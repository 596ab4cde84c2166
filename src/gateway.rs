//! LLM gateway: one `complete(prompt)` call over several hosted providers.
//!
//! # Providers
//!
//! | Provider | Default endpoint | Default model | Reply path |
//! |----------|------------------|---------------|------------|
//! | `qwen` | DashScope text-generation | `qwen-turbo` | `output.text` |
//! | `deepseek` | `api.deepseek.com/v1/chat/completions` | `deepseek-chat` | `choices[0].message.content` |
//! | `doubao` | `api.doubao.com/v1/chat/completions` | `doubao-pro` | `choices[0].message.content` |
//! | `openai` | `api.openai.com/v1/chat/completions` | `gpt-4o-mini` | `choices[0].message.content` |
//!
//! `llm.base_url` replaces the endpoint URL and `llm.model` the model.
//!
//! # Fallback
//!
//! [`Gateway::complete`] never fails. Without an API key, with an unknown
//! provider, or after the retries are exhausted, the reply comes from
//! [`fallback_response`] and is marked [`CompletionSource::Fallback`]:
//! a canned stub when the prompt names a known category, otherwise the
//! fixed [`UNAVAILABLE`] sentinel.

use anyhow::anyhow;
use async_trait::async_trait;
use serde::Serialize;
use tracing::{debug, info, warn};

use crate::config::LlmConfig;
use crate::error::{QaError, QaResult};
use crate::http::{client_with_timeout, post_json, JsonPost};

/// Reply used when no canned stub matches.
pub const UNAVAILABLE: &str = "api调用失败";

pub const SUMMARY_STUB: &str = "【离线总结】当前未连接大模型服务，无法自动生成文献总结。\
请配置 LLM API 密钥后重试；在此之前可参考下方原文片段了解研究内容、方法与实验结果。";

pub const DATASET_STUB: &str = "【离线回答】当前未连接大模型服务。\
与数据集相关的原文片段已列在下方，请据此查看所用数据集及其划分方式。";

pub const CONTRIBUTION_STUB: &str = "【离线回答】当前未连接大模型服务。\
与创新点和贡献相关的原文片段已列在下方，请据此查看本文的主要创新。";

/// Canned replies, first match wins.
const CANNED: &[(&[&str], &str)] = &[
    (&["总结", "summary", "summarize"], SUMMARY_STUB),
    (&["数据集", "dataset"], DATASET_STUB),
    (&["创新", "contribution", "novelty"], CONTRIBUTION_STUB),
];

/// Deterministic reply for `prompt` when no provider answered.
pub fn fallback_response(prompt: &str) -> &'static str {
    let lower = prompt.to_lowercase();
    CANNED
        .iter()
        .find(|(needles, _)| needles.iter().any(|n| lower.contains(n)))
        .map(|(_, reply)| *reply)
        .unwrap_or(UNAVAILABLE)
}

#[derive(Debug, Clone, Copy, PartialEq, Eq, Serialize)]
#[serde(rename_all = "snake_case")]
pub enum CompletionSource {
    Remote,
    Fallback,
}

#[derive(Debug, Clone, PartialEq, Eq)]
pub struct Completion {
    pub text: String,
    pub source: CompletionSource,
}

impl Completion {
    pub fn is_fallback(&self) -> bool {
        self.source == CompletionSource::Fallback
    }
}

/// A remote text-completion service.
#[async_trait]
pub trait CompletionBackend: Send + Sync {
    fn provider(&self) -> &str;
    async fn complete(&self, prompt: &str) -> QaResult<String>;
}

/// Request/response shape spoken by a provider.
#[derive(Debug, Clone, Copy, PartialEq, Eq)]
pub enum Dialect {
    /// DashScope native: `{model, input: {messages}, parameters}` → `output.text`.
    DashScope,
    /// OpenAI chat-completions: `{model, messages, ...}` → `choices[0].message.content`.
    ChatCompletions,
}

/// Default `(endpoint, model, dialect)` for a provider name.
pub fn provider_defaults(provider: &str) -> Option<(&'static str, &'static str, Dialect)> {
    match provider {
        "qwen" => Some((
            "https://dashscope.aliyuncs.com/api/v1/services/aigc/text-generation/generation",
            "qwen-turbo",
            Dialect::DashScope,
        )),
        "deepseek" => Some((
            "https://api.deepseek.com/v1/chat/completions",
            "deepseek-chat",
            Dialect::ChatCompletions,
        )),
        "doubao" => Some((
            "https://api.doubao.com/v1/chat/completions",
            "doubao-pro",
            Dialect::ChatCompletions,
        )),
        "openai" => Some((
            "https://api.openai.com/v1/chat/completions",
            "gpt-4o-mini",
            Dialect::ChatCompletions,
        )),
        _ => None,
    }
}

pub fn request_body(
    dialect: Dialect,
    model: &str,
    prompt: &str,
    max_tokens: u32,
    temperature: f32,
) -> serde_json::Value {
    let messages = serde_json::json!([{ "role": "user", "content": prompt }]);
    match dialect {
        Dialect::DashScope => serde_json::json!({
            "model": model,
            "input": { "messages": messages },
            "parameters": {
                "max_tokens": max_tokens,
                "temperature": temperature,
            },
        }),
        Dialect::ChatCompletions => serde_json::json!({
            "model": model,
            "messages": messages,
            "max_tokens": max_tokens,
            "temperature": temperature,
        }),
    }
}

/// The completion text of a provider reply.
pub fn parse_reply(dialect: Dialect, json: &serde_json::Value) -> Option<String> {
    let chat = |v: &serde_json::Value| {
        v.get("choices")?
            .get(0)?
            .get("message")?
            .get("content")?
            .as_str()
            .map(str::to_string)
    };
    match dialect {
        Dialect::DashScope => {
            let output = json.get("output")?;
            output
                .get("text")
                .and_then(|t| t.as_str())
                .map(str::to_string)
                .or_else(|| chat(output))
        }
        Dialect::ChatCompletions => chat(json),
    }
}

/// Bearer-token JSON client for one provider.
pub struct HttpBackend {
    provider: String,
    dialect: Dialect,
    url: String,
    model: String,
    api_key: String,
    max_tokens: u32,
    temperature: f32,
    max_retries: u32,
    client: reqwest::Client,
}

impl HttpBackend {
    pub fn from_config(config: &LlmConfig) -> QaResult<Self> {
        let call_err = |message: String| QaError::GatewayCall {
            provider: config.provider.clone(),
            message,
        };

        let (url, model, dialect) = provider_defaults(&config.provider)
            .ok_or_else(|| call_err("unknown provider".to_string()))?;
        let api_key = config
            .api_key
            .clone()
            .filter(|k| !k.trim().is_empty())
            .ok_or_else(|| call_err("no API key configured".to_string()))?;
        let client =
            client_with_timeout(config.timeout_secs).map_err(|e| call_err(e.to_string()))?;

        Ok(Self {
            provider: config.provider.clone(),
            dialect,
            url: config.base_url.clone().unwrap_or_else(|| url.to_string()),
            model: config.model.clone().unwrap_or_else(|| model.to_string()),
            api_key,
            max_tokens: config.max_tokens,
            temperature: config.temperature,
            max_retries: config.max_retries,
            client,
        })
    }
}

#[async_trait]
impl CompletionBackend for HttpBackend {
    fn provider(&self) -> &str {
        &self.provider
    }

    async fn complete(&self, prompt: &str) -> QaResult<String> {
        let body = request_body(
            self.dialect,
            &self.model,
            prompt,
            self.max_tokens,
            self.temperature,
        );
        let result = post_json(JsonPost {
            client: &self.client,
            url: &self.url,
            bearer: Some(&self.api_key),
            body: &body,
            max_retries: self.max_retries,
            label: &self.provider,
        })
        .await
        .and_then(|json| {
            parse_reply(self.dialect, &json)
                .ok_or_else(|| anyhow!("reply has no completion text: {}", json))
        });

        result.map_err(|e| QaError::GatewayCall {
            provider: self.provider.clone(),
            message: e.to_string(),
        })
    }
}

/// Handle passed to every component that talks to the LLM.
pub struct Gateway {
    backend: Option<Box<dyn CompletionBackend>>,
}

impl Gateway {
    pub fn new(backend: Box<dyn CompletionBackend>) -> Self {
        Self {
            backend: Some(backend),
        }
    }

    /// A gateway that only ever answers from the fallback responder.
    pub fn offline() -> Self {
        Self { backend: None }
    }

    /// Build from config; a missing key or unknown provider gives an
    /// offline gateway.
    pub fn from_config(config: &LlmConfig) -> Self {
        if !config.has_key() {
            info!(provider = %config.provider, "no LLM API key; using fallback responses");
            return Self::offline();
        }
        match HttpBackend::from_config(config) {
            Ok(backend) => Self::new(Box::new(backend)),
            Err(e) => {
                warn!(error = %e, "LLM backend unavailable; using fallback responses");
                Self::offline()
            }
        }
    }

    pub fn is_offline(&self) -> bool {
        self.backend.is_none()
    }

    pub fn provider(&self) -> &str {
        self.backend
            .as_ref()
            .map(|b| b.provider())
            .unwrap_or("offline")
    }

    pub async fn complete(&self, prompt: &str) -> Completion {
        let Some(backend) = &self.backend else {
            return fallback(prompt);
        };
        match backend.complete(prompt).await {
            Ok(text) => {
                debug!(provider = backend.provider(), chars = text.len(), "completion received");
                Completion {
                    text,
                    source: CompletionSource::Remote,
                }
            }
            Err(e) => {
                warn!(error = %e, "LLM call failed; using fallback response");
                fallback(prompt)
            }
        }
    }
}

fn fallback(prompt: &str) -> Completion {
    Completion {
        text: fallback_response(prompt).to_string(),
        source: CompletionSource::Fallback,
    }
}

----

(Activity):
Look at the records above. Copy every line where the string "CompletionSource" occurs.

(Your solution):
//! [`fallback_response`] and is marked [`CompletionSource::Fallback`]:
pub enum CompletionSource {
    pub source: CompletionSource,
        self.source == CompletionSource::Fallback
                    source: CompletionSource::Remote,
        source: CompletionSource::Fallback,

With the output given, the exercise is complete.